→ **Task requirements**:
Please say how many lines in the records below contain the word "mohazo". Give only the number.

→ **Supplied material**:
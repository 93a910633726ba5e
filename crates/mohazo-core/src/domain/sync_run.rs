//! Sync runs: append-only audit records of pushes to the external workspace.

use chrono::{DateTime, Utc};
use serde::{Deserialize, Serialize};

use super::ids::{MeetingNoteId, SyncRunId};

#[derive(Debug, Clone, Copy, PartialEq, Eq, Hash, Serialize, Deserialize)]
#[serde(rename_all = "snake_case")]
pub enum SyncType {
    Explanation,
    Task,
}

#[derive(Debug, Clone, Copy, PartialEq, Eq, Hash, Serialize, Deserialize)]
#[serde(rename_all = "snake_case")]
pub enum SyncResult {
    Success,
    #[serde(alias = "failure")]
    Failed,
}

/// Added / modified / deleted counts of one sync.
#[derive(Debug, Clone, Copy, Default, PartialEq, Eq, Serialize, Deserialize)]
pub struct SyncDiff {
    pub added: usize,
    pub modified: usize,
    pub deleted: usize,
}

impl SyncDiff {
    pub fn added(added: usize) -> Self {
        Self {
            added,
            ..Self::default()
        }
    }
}

impl std::ops::Add for SyncDiff {
    type Output = SyncDiff;

    fn add(self, rhs: SyncDiff) -> SyncDiff {
        SyncDiff {
            added: self.added + rhs.added,
            modified: self.modified + rhs.modified,
            deleted: self.deleted + rhs.deleted,
        }
    }
}

#[derive(Debug, Clone, PartialEq, Serialize, Deserialize)]
#[serde(rename_all = "camelCase")]
pub struct SyncRun {
    pub id: SyncRunId,
    #[serde(rename = "type")]
    pub sync_type: SyncType,
    pub meeting_note_id: MeetingNoteId,
    pub version: u32,
    pub result: SyncResult,
    pub diff: SyncDiff,
    pub log: String,
    pub created_at: DateTime<Utc>,
    #[serde(default, skip_serializing_if = "Option::is_none")]
    pub external_url: Option<String>,
}

impl SyncRun {
    pub fn is_failure(&self) -> bool {
        self.result == SyncResult::Failed
    }
}
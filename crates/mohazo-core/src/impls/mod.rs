//! Implementations of the ports.
//!
//! - `HttpMeetingApi`: reqwest client for the meeting service
//! - `InMemoryMeetingApi` / `LocalWorkspaceSync`: tests and demo
//! - progress sinks: noop, tracing, tokio channel, pipeline board

pub mod http_api;
pub mod inmem_api;
pub mod local_sync;
pub mod progress;

pub use self::http_api::HttpMeetingApi;
pub use self::inmem_api::{FailOn, InMemoryMeetingApi};
pub use self::local_sync::LocalWorkspaceSync;
pub use self::progress::{BoardProgress, ChannelProgress, NoopProgress, TracingProgress};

→ **Solution to the problem**:
2